Repair work began in the year 1835, whereupon Hagia Irene began to function as the metropolitan church of Athens until the construction of the present Metropolitan Cathedral in the city. The older church is associated with important moments the modern history of Athens and its institutions. The election of the mayor of Athens took place in this church; King Otto's coming-of-age celebration was commemorated in May 1835. King Otto did not wear his crown or hold a scepter at the ceremony, because the ship that was supposed to bring the items to Athens was delayed at sea and thus did not arrive in time.

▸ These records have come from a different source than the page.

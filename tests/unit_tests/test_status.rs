// SPDX-License-Identifier: AGPL-3.0-or-later
// Copyright (C) 2012-2025 Andrei Maltsev

use dali_gateway_rs::models::{
    property::{DataType, DeviceProperty},
    status::{
        PanelEvent, decode_illuminance_status, decode_light_status,
        decode_motion_status, decode_panel_events,
    },
};
use serde_json::json;

fn prop(dpid: u32, data_type: DataType, value: serde_json::Value) -> DeviceProperty {
    DeviceProperty {
        dpid,
        data_type,
        value,
    }
}

#[test]
fn light_status_decodes_power_and_brightness() {
    let props = vec![
        prop(20, DataType::Bool, json!(true)),
        prop(22, DataType::Uint16, json!(500)),
    ];
    let status = decode_light_status(&props);
    assert_eq!(status.is_on, Some(true));
    assert_eq!(status.brightness, Some(500));
    assert_eq!(status.color_temp_kelvin, None);
    assert_eq!(status.hsv, None);
}

#[test]
fn light_status_decodes_color() {
    let props = vec![
        prop(23, DataType::Uint16, json!(4000)),
        prop(24, DataType::String, json!("016703e803e8")),
        prop(21, DataType::Uint8, json!(64)),
    ];
    let status = decode_light_status(&props);
    assert_eq!(status.color_temp_kelvin, Some(4000));
    assert_eq!(status.hsv, Some((359, 1000, 1000)));
    assert_eq!(status.white_level, Some(64));
}

#[test]
fn light_status_ignores_unknown_dpids() {
    let props = vec![prop(99, DataType::Uint16, json!(1))];
    assert_eq!(decode_light_status(&props), Default::default());
}

#[test]
fn panel_hold_event() {
    let props = vec![prop(1, DataType::Uint8, json!(2))];
    let events = decode_panel_events(&props);
    assert_eq!(events.len(), 1);
    assert_eq!(events[0].key_no, 1);
    assert_eq!(events[0].event, PanelEvent::Hold);
    assert_eq!(events[0].event.to_string(), "hold");
    assert_eq!(events[0].rotate_value, 0);
}

#[test]
fn panel_multiple_keys_in_one_message() {
    let props = vec![
        prop(1, DataType::Uint8, json!(1)),
        prop(2, DataType::Uint8, json!(5)),
    ];
    let events = decode_panel_events(&props);
    assert_eq!(events.len(), 2);
    assert_eq!(events[0].event, PanelEvent::Press);
    assert_eq!(events[1].key_no, 2);
    assert_eq!(events[1].event, PanelEvent::Release);
}

#[test]
fn panel_rotate_carries_signed_delta() {
    let raw = (u64::from((-3i8) as u8) << 8) | 4;
    let props = vec![prop(1, DataType::Uint16, json!(raw))];
    let events = decode_panel_events(&props);
    assert_eq!(events[0].event, PanelEvent::Rotate);
    assert_eq!(events[0].rotate_value, -3);

    let raw = (7u64 << 8) | 4;
    let props = vec![prop(1, DataType::Uint16, json!(raw))];
    assert_eq!(decode_panel_events(&props)[0].rotate_value, 7);
}

#[test]
fn panel_unknown_code_skipped() {
    let props = vec![prop(2, DataType::Uint8, json!(9))];
    assert!(decode_panel_events(&props).is_empty());
}

#[test]
fn motion_state() {
    let props = vec![prop(1, DataType::Uint8, json!(1))];
    let motion = decode_motion_status(&props).expect("motion");
    assert!(motion.is_occupied);
    assert_eq!(motion.state, 1);

    let props = vec![prop(1, DataType::Uint8, json!(0))];
    assert!(!decode_motion_status(&props).expect("motion").is_occupied);

    assert!(decode_motion_status(&[]).is_none());
}

#[test]
fn illuminance_reading() {
    let props = vec![prop(4, DataType::Uint16, json!(250))];
    let lux = decode_illuminance_status(&props).expect("illuminance");
    assert_eq!(lux.illuminance, 250);

    assert!(decode_illuminance_status(&[]).is_none());
}
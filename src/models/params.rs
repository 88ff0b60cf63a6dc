// SPDX-License-Identifier: AGPL-3.0-or-later
// Copyright (C) 2012-2025 Andrei Maltsev

//! Translation tables between library-side snake_case parameter names
//! and their wire spellings.
//!
//! The wire spellings are historical and must stay bit-exact, typos
//! included (`occpyTime`, `waringRuntimeMax`).

use std::collections::HashMap;

use once_cell::sync::Lazy;
use serde_json::{Map, Value};

/// Parameter bag passed to and from the configuration commands.
pub type ParamMap = Map<String, Value>;

const DEVICE_PARAM_KEY_PAIRS: &[(&str, &str)] = &[
    ("address", "address"),
    ("fade_time", "fadeTime"),
    ("fade_rate", "fadeRate"),
    ("power_status", "powerStatus"),
    ("system_failure_status", "systemFailureStatus"),
    ("max_brightness", "maxBrightness"),
    ("min_brightness", "minBrightness"),
    ("standby_power", "standbyPower"),
    ("max_power", "maxPower"),
    ("cct_cool", "cctCool"),
    ("cct_warm", "cctWarm"),
    ("phy_cct_cool", "phyCctCool"),
    ("phy_cct_warm", "phyCctWarm"),
    ("step_cct", "stepCCT"),
    ("temp_thresholds", "tempThresholds"),
    ("runtime_thresholds", "runtimeThresholds"),
    ("waring_runtime_max", "waringRuntimeMax"),
    ("waring_temperature_max", "waringTemperatureMax"),
];

const SENSOR_PARAM_KEY_PAIRS: &[(&str, &str)] = &[
    ("enable", "enable"),
    ("occpy_time", "occpyTime"),
    ("report_time", "reportTime"),
    ("down_time", "downTime"),
    ("coverage", "coverage"),
    ("sensitivity", "sensitivity"),
];

static DEVICE_PARAM_TO_WIRE: Lazy<HashMap<&'static str, &'static str>> =
    Lazy::new(|| DEVICE_PARAM_KEY_PAIRS.iter().copied().collect());

static DEVICE_PARAM_FROM_WIRE: Lazy<HashMap<&'static str, &'static str>> =
    Lazy::new(|| DEVICE_PARAM_KEY_PAIRS.iter().map(|&(k, v)| (v, k)).collect());

static SENSOR_PARAM_TO_WIRE: Lazy<HashMap<&'static str, &'static str>> =
    Lazy::new(|| SENSOR_PARAM_KEY_PAIRS.iter().copied().collect());

static SENSOR_PARAM_FROM_WIRE: Lazy<HashMap<&'static str, &'static str>> =
    Lazy::new(|| SENSOR_PARAM_KEY_PAIRS.iter().map(|&(k, v)| (v, k)).collect());

fn translate(params: &ParamMap, table: &HashMap<&'static str, &'static str>) -> ParamMap {
    params
        .iter()
        .map(|(key, value)| {
            let key = table.get(key.as_str()).map_or_else(
                || key.clone(),
                |mapped| (*mapped).to_string(),
            );
            (key, value.clone())
        })
        .collect()
}

/// snake_case device parameters → wire casing. Unknown keys pass through.
pub fn device_params_to_wire(params: &ParamMap) -> ParamMap {
    translate(params, &DEVICE_PARAM_TO_WIRE)
}

/// Wire device parameters → snake_case. Unknown keys pass through.
pub fn device_params_from_wire(params: &ParamMap) -> ParamMap {
    translate(params, &DEVICE_PARAM_FROM_WIRE)
}

/// snake_case sensor parameters → wire casing. Unknown keys pass through.
pub fn sensor_params_to_wire(params: &ParamMap) -> ParamMap {
    translate(params, &SENSOR_PARAM_TO_WIRE)
}

/// Wire sensor parameters → snake_case. Unknown keys pass through.
pub fn sensor_params_from_wire(params: &ParamMap) -> ParamMap {
    translate(params, &SENSOR_PARAM_FROM_WIRE)
}
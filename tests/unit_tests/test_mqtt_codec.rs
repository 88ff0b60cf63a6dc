// SPDX-License-Identifier: AGPL-3.0-or-later
// Copyright (C) 2012-2025 Andrei Maltsev

use bytes::{Bytes, BytesMut};
use dali_gateway_rs::mqtt::codec::{
    CodecError, ConnAck, Connect, Packet, Publish, SubAck, Subscribe, decode, encode,
};

fn round_trip(packet: Packet) -> Packet {
    let mut buf = BytesMut::new();
    encode(&packet, &mut buf).expect("encode");
    let decoded = decode(&mut buf).expect("decode").expect("complete frame");
    assert!(buf.is_empty());
    decoded
}

#[test]
fn connect_round_trip() {
    let packet = Packet::Connect(Connect {
        client_id: "ha_dali_center_GW-1".to_string(),
        username: Some("admin".to_string()),
        password: Some("pw".to_string()),
        keep_alive_secs: 30,
        clean_session: true,
    });
    assert_eq!(round_trip(packet.clone()), packet);
}

#[test]
fn connect_without_credentials() {
    let packet = Packet::Connect(Connect {
        client_id: "c".to_string(),
        username: None,
        password: None,
        keep_alive_secs: 60,
        clean_session: true,
    });
    assert_eq!(round_trip(packet.clone()), packet);
}

#[test]
fn connack_known_bytes() {
    // CONNACK with return code 4 (bad credentials)
    let mut buf = BytesMut::from(&[0x20u8, 0x02, 0x00, 0x04][..]);
    let packet = decode(&mut buf).expect("decode").expect("frame");
    assert_eq!(
        packet,
        Packet::ConnAck(ConnAck {
            session_present: false,
            code: 4
        })
    );
}

#[test]
fn pingreq_known_bytes() {
    let mut buf = BytesMut::new();
    encode(&Packet::PingReq, &mut buf).expect("encode");
    assert_eq!(&buf[..], &[0xc0, 0x00]);

    let mut buf = BytesMut::new();
    encode(&Packet::Disconnect, &mut buf).expect("encode");
    assert_eq!(&buf[..], &[0xe0, 0x00]);
}

#[test]
fn publish_qos0_round_trip() {
    let packet = Packet::Publish(Publish::qos0(
        "/GW-1/server/publish/",
        Bytes::from_static(b"{\"cmd\":\"getVersion\"}"),
    ));
    assert_eq!(round_trip(packet.clone()), packet);
}

#[test]
fn publish_qos1_carries_pkid() {
    let packet = Packet::Publish(Publish {
        topic: "/GW-1/client/reciver/".to_string(),
        payload: Bytes::from_static(b"x"),
        qos: 1,
        pkid: Some(7),
        dup: false,
        retain: false,
    });
    match round_trip(packet) {
        Packet::Publish(p) => {
            assert_eq!(p.qos, 1);
            assert_eq!(p.pkid, Some(7));
            assert_eq!(&p.payload[..], b"x");
        },
        other => panic!("unexpected packet {other:?}"),
    }
}

#[test]
fn qos1_publish_without_pkid_is_rejected() {
    let packet = Packet::Publish(Publish {
        topic: "t".to_string(),
        payload: Bytes::new(),
        qos: 1,
        pkid: None,
        dup: false,
        retain: false,
    });
    let mut buf = BytesMut::new();
    assert!(matches!(
        encode(&packet, &mut buf),
        Err(CodecError::MissingPacketId)
    ));
}

#[test]
fn subscribe_suback_round_trip() {
    let sub = Packet::Subscribe(Subscribe {
        pkid: 1,
        filters: vec![("/GW-1/client/reciver/".to_string(), 0)],
    });
    assert_eq!(round_trip(sub.clone()), sub);

    let ack = Packet::SubAck(SubAck {
        pkid: 1,
        codes: vec![0],
    });
    assert_eq!(round_trip(ack.clone()), ack);
}

#[test]
fn puback_round_trip() {
    assert_eq!(round_trip(Packet::PubAck(99)), Packet::PubAck(99));
}

#[test]
fn partial_frames_wait_for_more() {
    let mut buf = BytesMut::new();
    encode(
        &Packet::Publish(Publish::qos0("t", Bytes::from_static(b"payload"))),
        &mut buf,
    )
    .expect("encode");

    let mut partial = BytesMut::from(&buf[..3]);
    assert!(decode(&mut partial).expect("decode").is_none());
    partial.extend_from_slice(&buf[3..]);
    assert!(decode(&mut partial).expect("decode").is_some());
}

#[test]
fn two_frames_in_one_buffer() {
    let mut buf = BytesMut::new();
    encode(&Packet::PingReq, &mut buf).expect("encode");
    encode(&Packet::PingResp, &mut buf).expect("encode");
    assert_eq!(decode(&mut buf).expect("d"), Some(Packet::PingReq));
    assert_eq!(decode(&mut buf).expect("d"), Some(Packet::PingResp));
    assert_eq!(decode(&mut buf).expect("d"), None);
}

#[test]
fn large_payload_uses_multi_byte_length() {
    let payload = Bytes::from(vec![0xabu8; 20_000]);
    let packet = Packet::Publish(Publish::qos0("t", payload));
    match round_trip(packet) {
        Packet::Publish(p) => assert_eq!(p.payload.len(), 20_000),
        other => panic!("unexpected packet {other:?}"),
    }
}

#[test]
fn oversized_remaining_length_rejected() {
    let mut buf = BytesMut::from(&[0x30u8, 0xff, 0xff, 0xff, 0xff, 0x01][..]);
    assert!(matches!(
        decode(&mut buf),
        Err(CodecError::MalformedRemainingLength)
    ));
}
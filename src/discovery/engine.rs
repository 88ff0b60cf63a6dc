// SPDX-License-Identifier: AGPL-3.0-or-later
// Copyright (C) 2012-2025 Andrei Maltsev

use std::{collections::HashSet, time::Duration};

use serde::Deserialize;
use serde_json::Value;
use tokio::time::{Instant, interval, sleep_until};
use tracing::{Instrument, debug, info, warn};

use crate::{
    crypto,
    discovery::{
        multicast::{self, MulticastListener},
        net,
    },
    error::{ErrorCode, GatewayError},
    models::gateway::{GatewayDescriptor, default_gateway_name},
};

/// Overall budget for one discovery call.
pub const DISCOVERY_TIMEOUT: Duration = Duration::from_secs(180);
/// Interval between multicast bursts.
pub const SEND_INTERVAL: Duration = Duration::from_secs(2);

/// LAN gateway discovery driver.
///
/// One call sends the encrypted discovery datagram on every interface
/// every [`SEND_INTERVAL`] and collects replies until the first gateway
/// (or the requested serial) answers, or [`DISCOVERY_TIMEOUT`] expires.
#[derive(Debug, Clone)]
pub struct GatewayDiscovery {
    timeout: Duration,
    send_interval: Duration,
}

impl Default for GatewayDiscovery {
    fn default() -> Self {
        Self {
            timeout: DISCOVERY_TIMEOUT,
            send_interval: SEND_INTERVAL,
        }
    }
}

impl GatewayDiscovery {
    pub fn new() -> Self {
        Self::default()
    }

    /// Override the overall timeout. Mostly useful in tests.
    pub fn with_timeout(mut self, timeout: Duration) -> Self {
        self.timeout = timeout;
        self
    }

    /// Discovers gateways on the local network.
    ///
    /// With `gateway_sn = None` the call completes at the first valid
    /// reply; with a serial it keeps listening until that gateway
    /// answers. Timing out is not an error: the accumulated (possibly
    /// empty) list is returned.
    pub async fn discover(
        &self,
        gateway_sn: Option<&str>,
    ) -> Result<Vec<GatewayDescriptor>, GatewayError> {
        let interfaces = net::valid_interfaces();
        if interfaces.is_empty() {
            return Err(GatewayError::Discovery {
                gw_sn: gateway_sn.map(str::to_string),
                code: ErrorCode::DiscoveryNoInterfaces,
                message: "no usable network interfaces".to_string(),
            });
        }

        let message =
            crypto::build_discovery_message().map_err(|e| GatewayError::Discovery {
                gw_sn: gateway_sn.map(str::to_string),
                code: ErrorCode::DiscoveryMessageError,
                message: format!("failed to build discovery message: {e}"),
            })?;

        let listener = MulticastListener::open(&interfaces).map_err(|e| {
            GatewayError::Network {
                gw_sn: gateway_sn.map(str::to_string),
                code: ErrorCode::DiscoveryFailed,
                message: format!("failed to open discovery listener: {e}"),
            }
        })?;

        let span = tracing::info_span!(
            "gateway_discovery",
            filter = gateway_sn.unwrap_or_default(),
            interfaces = interfaces.len(),
        );
        let result = self
            .run(&listener, &interfaces, &message, gateway_sn)
            .instrument(span)
            .await;
        listener.close();
        Ok(result)
    }

    async fn run(
        &self,
        listener: &MulticastListener,
        interfaces: &[net::InterfaceInfo],
        message: &[u8],
        gateway_sn: Option<&str>,
    ) -> Vec<GatewayDescriptor> {
        let deadline = Instant::now() + self.timeout;
        let mut send_tick = interval(self.send_interval);
        let mut seen: HashSet<String> = HashSet::new();
        let mut found: Vec<GatewayDescriptor> = Vec::new();
        let mut buf = vec![0u8; 2048];

        loop {
            tokio::select! {
                _ = sleep_until(deadline) => {
                    warn!("gateway discovery timed out");
                    break;
                },
                _ = send_tick.tick() => {
                    multicast::send_to_all(interfaces, message);
                },
                received = listener.recv(&mut buf) => {
                    let (len, addr) = match received {
                        Ok(ok) => ok,
                        Err(e) => {
                            debug!("discovery recv error: {e}");
                            continue;
                        },
                    };
                    let Some(gateway) = parse_gateway_datagram(&buf[..len]) else {
                        continue;
                    };
                    if !seen.insert(gateway.gw_sn.clone()) {
                        continue;
                    }
                    info!(
                        "discovered gateway {} ({}) at {addr}",
                        gateway.gw_sn, gateway.name
                    );
                    let done = match gateway_sn {
                        Some(wanted) => gateway.gw_sn == wanted,
                        None => true,
                    };
                    found.push(gateway);
                    if done {
                        break;
                    }
                },
            }
        }

        found
    }
}

#[derive(Deserialize, Debug)]
struct DiscoveryReply {
    data: Option<DiscoveryData>,
}

#[derive(Deserialize, Debug)]
#[serde(rename_all = "camelCase")]
struct DiscoveryData {
    gw_sn: Option<String>,
    gw_ip: Option<String>,
    port: Option<u16>,
    #[serde(rename = "isMqttTls", default)]
    is_mqtt_tls: bool,
    #[serde(default)]
    name: Option<String>,
    username: Option<String>,
    passwd: Option<String>,
    #[serde(rename = "channelTotal", default)]
    channel_total: Vec<Value>,
}

/// Parses one discovery reply datagram into a descriptor.
///
/// Malformed datagrams, missing fields and credential decryption
/// failures all yield `None`; discovery keeps listening.
pub fn parse_gateway_datagram(datagram: &[u8]) -> Option<GatewayDescriptor> {
    let reply: DiscoveryReply = match serde_json::from_slice(datagram) {
        Ok(reply) => reply,
        Err(e) => {
            debug!("skipping malformed discovery datagram: {e}");
            return None;
        },
    };
    let data = reply.data?;

    let gw_sn = data.gw_sn?;
    let gw_ip = data.gw_ip?;
    let port = data.port?;

    let username = match crypto::decrypt(data.username?.as_str(), crypto::MASTER_KEY) {
        Ok(username) => username,
        Err(e) => {
            debug!("failed to decrypt username for {gw_sn}: {e}");
            return None;
        },
    };
    let passwd = match crypto::decrypt(data.passwd?.as_str(), crypto::MASTER_KEY) {
        Ok(passwd) => passwd,
        Err(e) => {
            debug!("failed to decrypt password for {gw_sn}: {e}");
            return None;
        },
    };

    let name = match data.name {
        Some(name) if !name.is_empty() => name,
        _ => default_gateway_name(&gw_sn),
    };

    let channel_total = data
        .channel_total
        .iter()
        .filter_map(coerce_channel)
        .collect();

    Some(GatewayDescriptor {
        gw_sn,
        gw_ip,
        port,
        is_tls: data.is_mqtt_tls,
        name,
        username,
        passwd,
        channel_total,
        ca_cert: None,
    })
}

/// Gateways report channel indices as a mix of ints and digit strings.
fn coerce_channel(value: &Value) -> Option<u8> {
    match value {
        Value::Number(n) => n.as_u64().and_then(|n| u8::try_from(n).ok()),
        Value::String(s) => s.parse::<u8>().ok(),
        _ => None,
    }
}
// SPDX-License-Identifier: AGPL-3.0-or-later
// Copyright (C) 2012-2025 Andrei Maltsev

//! In-process MQTT broker stub for session tests.
//!
//! Speaks just enough of the protocol for one client: CONNACK with a
//! configurable return code, SUBACK, PINGRESP, and QoS 0 publishes in
//! both directions.

use std::{net::SocketAddr, time::Duration};

use anyhow::{Context, Result};
use bytes::BytesMut;
use dali_gateway_rs::{
    models::gateway::GatewayDescriptor,
    mqtt::codec::{ConnAck, Packet, Publish, SubAck, decode, encode},
};
use tokio::{
    io::{AsyncReadExt, AsyncWriteExt},
    net::{TcpListener, TcpStream},
    sync::mpsc,
    time::timeout,
};

enum Control {
    Inject { topic: String, payload: Vec<u8> },
    CloseConnection,
}

pub struct FakeBroker {
    pub addr: SocketAddr,
    control_tx: mpsc::UnboundedSender<Control>,
    received_rx: mpsc::UnboundedReceiver<Publish>,
}

impl FakeBroker {
    /// Starts a broker accepting one client; `connack_code` is returned
    /// for its CONNECT.
    pub async fn start(connack_code: u8) -> Result<Self> {
        let listener = TcpListener::bind("127.0.0.1:0")
            .await
            .context("bind broker listener")?;
        let addr = listener.local_addr()?;

        let (control_tx, control_rx) = mpsc::unbounded_channel();
        let (received_tx, received_rx) = mpsc::unbounded_channel();

        tokio::spawn(async move {
            let Ok((stream, _)) = listener.accept().await else {
                return;
            };
            let _ = serve(stream, connack_code, control_rx, received_tx).await;
        });

        Ok(Self {
            addr,
            control_tx,
            received_rx,
        })
    }

    /// Descriptor pointing a session at this broker.
    pub fn descriptor(&self, gw_sn: &str) -> GatewayDescriptor {
        GatewayDescriptor {
            gw_sn: gw_sn.to_string(),
            gw_ip: self.addr.ip().to_string(),
            port: self.addr.port(),
            is_tls: false,
            name: String::new(),
            username: "admin".to_string(),
            passwd: "pw".to_string(),
            channel_total: vec![0],
            ca_cert: None,
        }
    }

    /// Publishes a message to the connected client.
    pub fn inject(&self, topic: &str, payload: serde_json::Value) {
        let _ = self.control_tx.send(Control::Inject {
            topic: topic.to_string(),
            payload: payload.to_string().into_bytes(),
        });
    }

    /// Drops the client connection, simulating a broker-side close.
    pub fn close_connection(&self) {
        let _ = self.control_tx.send(Control::CloseConnection);
    }

    /// Next publish received from the client.
    pub async fn next_publish(&mut self) -> Result<Publish> {
        timeout(Duration::from_secs(5), self.received_rx.recv())
            .await
            .context("timed out waiting for a client publish")?
            .context("broker task ended")
    }

    /// Next publish parsed as JSON.
    pub async fn next_publish_json(&mut self) -> Result<(String, serde_json::Value)> {
        let publish = self.next_publish().await?;
        let value = serde_json::from_slice(&publish.payload)
            .context("client publish is not JSON")?;
        Ok((publish.topic, value))
    }
}

async fn serve(
    mut stream: TcpStream,
    connack_code: u8,
    mut control_rx: mpsc::UnboundedReceiver<Control>,
    received_tx: mpsc::UnboundedSender<Publish>,
) -> Result<()> {
    let mut buf = BytesMut::with_capacity(4096);
    let mut control_open = true;

    loop {
        while let Some(packet) = decode(&mut buf)? {
            match packet {
                Packet::Connect(_) => {
                    write_packet(
                        &mut stream,
                        &Packet::ConnAck(ConnAck {
                            session_present: false,
                            code: connack_code,
                        }),
                    )
                    .await?;
                },
                Packet::Subscribe(sub) => {
                    let codes = vec![0u8; sub.filters.len()];
                    write_packet(
                        &mut stream,
                        &Packet::SubAck(SubAck {
                            pkid: sub.pkid,
                            codes,
                        }),
                    )
                    .await?;
                },
                Packet::Publish(publish) => {
                    let _ = received_tx.send(publish);
                },
                Packet::PingReq => {
                    write_packet(&mut stream, &Packet::PingResp).await?;
                },
                Packet::Disconnect => return Ok(()),
                _ => {},
            }
        }

        tokio::select! {
            control = control_rx.recv(), if control_open => {
                match control {
                    Some(Control::Inject { topic, payload }) => {
                        write_packet(
                            &mut stream,
                            &Packet::Publish(Publish::qos0(topic, payload)),
                        )
                        .await?;
                    },
                    Some(Control::CloseConnection) => return Ok(()),
                    None => control_open = false,
                }
            },
            read = stream.read_buf(&mut buf) => {
                if read? == 0 {
                    return Ok(());
                }
            },
        }
    }
}

async fn write_packet(stream: &mut TcpStream, packet: &Packet) -> Result<()> {
    let mut out = BytesMut::new();
    encode(packet, &mut out)?;
    stream.write_all(&out).await?;
    Ok(())
}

=== Reconstruction and new church ===
In order to meet its growing demands of the new capital, the architect Lysandros Kaftanzoglou was entrusted with its reconstruction. Work began in 1846 and the inauguration of the temple took place in 1850, while its interior decoration was completed later, between the years 1879–1892. The illustration was done by the iconographer Spyridon Hatzigiannopoulos, the greatest representative of Greek church painting of the second half of the 19th century; in fact, Hagia Irene is considered to be his most important work.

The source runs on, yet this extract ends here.